Try it: Copy exactly, please, the lines of the data from its start through the line containing "const SHIFTS_FILE: &str".

Data for processing:

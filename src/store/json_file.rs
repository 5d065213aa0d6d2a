//! JSON file store.
//!
//! Each collection is one pretty-printed JSON array in the data directory:
//!
//! ```text
//! data/
//! ├── companies.json
//! ├── drivers.json
//! └── shifts.json
//! ```
//!
//! A missing file reads as an empty collection. Each write goes to its own
//! sibling `<file>.<uuid>.tmp` file that is then renamed over the original,
//! so a crash mid-write leaves the previous version intact and concurrent
//! writers never share a temp file. The last rename wins.

use std::fs;
use std::path::{Path, PathBuf};

use serde::Serialize;
use serde::de::DeserializeOwned;
use tracing::debug;
use uuid::Uuid;

use crate::error::{EngineError, EngineResult};
use crate::models::{Company, Driver, ShiftRecord};

use super::BillingStore;

const COMPANIES_FILE: &str = "companies.json";
const DRIVERS_FILE: &str = "drivers.json";
const SHIFTS_FILE: &str = "shifts.json";

/// A [`BillingStore`] backed by JSON files in one directory.
#[derive(Debug, Clone)]
pub struct JsonFileStore {
    dir: PathBuf,
}

impl JsonFileStore {
    /// Opens (and creates, if needed) the data directory.
    ///
    /// # Example
    ///
    /// ```no_run
    /// use diaria_ledger::store::JsonFileStore;
    ///
    /// let store = JsonFileStore::open("./data")?;
    /// # Ok::<(), diaria_ledger::error::EngineError>(())
    /// ```
    pub fn open<P: AsRef<Path>>(dir: P) -> EngineResult<Self> {
        let dir = dir.as_ref().to_path_buf();
        fs::create_dir_all(&dir).map_err(|e| {
            EngineError::persistence("open", format!("{}: {}", dir.display(), e))
        })?;
        Ok(Self { dir })
    }

    /// The data directory.
    pub fn dir(&self) -> &Path {
        &self.dir
    }

    fn read_collection<T: DeserializeOwned>(
        &self,
        file: &str,
        operation: &str,
    ) -> EngineResult<Vec<T>> {
        let path = self.dir.join(file);
        if !path.exists() {
            return Ok(Vec::new());
        }

        let content = fs::read_to_string(&path)
            .map_err(|e| EngineError::persistence(operation, format!("{}: {}", path.display(), e)))?;
        if content.trim().is_empty() {
            return Ok(Vec::new());
        }

        let items: Vec<T> = serde_json::from_str(&content)
            .map_err(|e| EngineError::persistence(operation, format!("{}: {}", path.display(), e)))?;
        debug!(file = %path.display(), count = items.len(), "Loaded collection");
        Ok(items)
    }

    fn write_collection<T: Serialize>(
        &self,
        file: &str,
        items: &[T],
        operation: &str,
    ) -> EngineResult<()> {
        let path = self.dir.join(file);
        let tmp_path = self.dir.join(format!("{}.{}.tmp", file, Uuid::new_v4()));

        let content = serde_json::to_string_pretty(items)
            .map_err(|e| EngineError::persistence(operation, e))?;
        fs::write(&tmp_path, content).map_err(|e| {
            EngineError::persistence(operation, format!("{}: {}", tmp_path.display(), e))
        })?;
        if let Err(e) = fs::rename(&tmp_path, &path) {
            let _ = fs::remove_file(&tmp_path);
            return Err(EngineError::persistence(
                operation,
                format!("{}: {}", path.display(), e),
            ));
        }

        debug!(file = %path.display(), count = items.len(), "Persisted collection");
        Ok(())
    }
}

impl BillingStore for JsonFileStore {
    fn load_companies(&self) -> EngineResult<Vec<Company>> {
        self.read_collection(COMPANIES_FILE, "load_companies")
    }

    fn persist_companies(&self, companies: &[Company]) -> EngineResult<()> {
        self.write_collection(COMPANIES_FILE, companies, "persist_companies")
    }

    fn load_drivers(&self) -> EngineResult<Vec<Driver>> {
        self.read_collection(DRIVERS_FILE, "load_drivers")
    }

    fn persist_drivers(&self, drivers: &[Driver]) -> EngineResult<()> {
        self.write_collection(DRIVERS_FILE, drivers, "persist_drivers")
    }

    fn load_shift_ledger(&self) -> EngineResult<Vec<ShiftRecord>> {
        self.read_collection(SHIFTS_FILE, "load_shift_ledger")
    }

    fn persist_shift_ledger(&self, records: &[ShiftRecord]) -> EngineResult<()> {
        self.write_collection(SHIFTS_FILE, records, "persist_shift_ledger")
    }
}

#[cfg(test)]
mod tests {
    use super::*;
    use crate::models::Status;
    use chrono::NaiveDateTime;
    use rust_decimal::Decimal;

    fn make_datetime(s: &str) -> NaiveDateTime {
        NaiveDateTime::parse_from_str(s, "%Y-%m-%d %H:%M:%S").unwrap()
    }

    #[test]
    fn test_missing_files_read_as_empty() {
        let dir = tempfile::tempdir().unwrap();
        let store = JsonFileStore::open(dir.path()).unwrap();
        assert!(store.load_companies().unwrap().is_empty());
        assert!(store.load_shift_ledger().unwrap().is_empty());
    }

    #[test]
    fn test_drivers_round_trip_keeps_leading_zeros() {
        let dir = tempfile::tempdir().unwrap();
        let store = JsonFileStore::open(dir.path()).unwrap();
        let drivers = vec![Driver {
            name: "Maria".to_string(),
            tax_id: "00098765432".to_string(),
            status: Status::Inactive,
        }];
        store.persist_drivers(&drivers).unwrap();

        let reopened = JsonFileStore::open(dir.path()).unwrap();
        assert_eq!(reopened.load_drivers().unwrap(), drivers);
    }

    fn leftover_tmp_files(dir: &Path) -> Vec<String> {
        fs::read_dir(dir)
            .unwrap()
            .map(|entry| entry.unwrap().file_name().to_string_lossy().into_owned())
            .filter(|name| name.ends_with(".tmp"))
            .collect()
    }

    #[test]
    fn test_two_stores_on_one_directory_leave_no_temp_files() {
        let dir = tempfile::tempdir().unwrap();
        let first = JsonFileStore::open(dir.path()).unwrap();
        let second = JsonFileStore::open(dir.path()).unwrap();

        let handles: Vec<_> = [first, second]
            .into_iter()
            .enumerate()
            .map(|(i, store)| {
                std::thread::spawn(move || {
                    for round in 0..20 {
                        let drivers = vec![Driver {
                            name: format!("Driver {}-{}", i, round),
                            tax_id: format!("{:03}", round),
                            status: Status::Active,
                        }];
                        store.persist_drivers(&drivers).unwrap();
                    }
                })
            })
            .collect();
        for handle in handles {
            handle.join().unwrap();
        }

        let reopened = JsonFileStore::open(dir.path()).unwrap();
        let drivers = reopened.load_drivers().unwrap();
        assert_eq!(drivers.len(), 1);
        assert!(drivers[0].name.ends_with("-19"));
        assert!(leftover_tmp_files(dir.path()).is_empty());
    }

    #[test]
    fn test_shift_ledger_round_trip_keeps_order() {
        let dir = tempfile::tempdir().unwrap();
        let store = JsonFileStore::open(dir.path()).unwrap();
        let records: Vec<ShiftRecord> = (0..3)
            .map(|i| ShiftRecord {
                start_time: make_datetime("2026-01-12 09:00:00"),
                end_time: make_datetime("2026-01-12 17:00:00"),
                company_name: "Rapido Express".to_string(),
                driver_name: format!("Driver {}", i),
                vehicle_type: "moto".to_string(),
                driver_tax_id: format!("00{}", i),
                amount_charged: Decimal::new(12050, 2),
                amount_paid: Decimal::new(9000, 2),
                minimum_guaranteed_charged: false,
                minimum_guaranteed_paid: false,
                registered_by: "admin".to_string(),
            })
            .collect();
        store.persist_shift_ledger(&records).unwrap();
        assert_eq!(store.load_shift_ledger().unwrap(), records);
    }

    #[test]
    fn test_corrupt_file_is_persistence_error() {
        let dir = tempfile::tempdir().unwrap();
        fs::write(dir.path().join("companies.json"), "{ not json").unwrap();
        let store = JsonFileStore::open(dir.path()).unwrap();
        match store.load_companies() {
            Err(EngineError::Persistence { operation, .. }) => {
                assert_eq!(operation, "load_companies")
            }
            other => panic!("Expected Persistence error, got {:?}", other),
        }
    }
}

Result below:
filename src/store/json_file.rs
repository 5d065213aa0d6d2a
//! JSON file store.
//!
//! Each collection is one pretty-printed JSON array in the data directory:
//!
//! ```text
//! data/
//! ├── companies.json
//! ├── drivers.json
//! └── shifts.json
//! ```
//!
//! A missing file reads as an empty collection. Each write goes to its own
//! sibling `<file>.<uuid>.tmp` file that is then renamed over the original,
//! so a crash mid-write leaves the previous version intact and concurrent
//! writers never share a temp file. The last rename wins.

use std::fs;
use std::path::{Path, PathBuf};

use serde::Serialize;
use serde::de::DeserializeOwned;
use tracing::debug;
use uuid::Uuid;

use crate::error::{EngineError, EngineResult};
use crate::models::{Company, Driver, ShiftRecord};

use super::BillingStore;

const COMPANIES_FILE: &str = "companies.json";
const DRIVERS_FILE: &str = "drivers.json";
const SHIFTS_FILE: &str = "shifts.json";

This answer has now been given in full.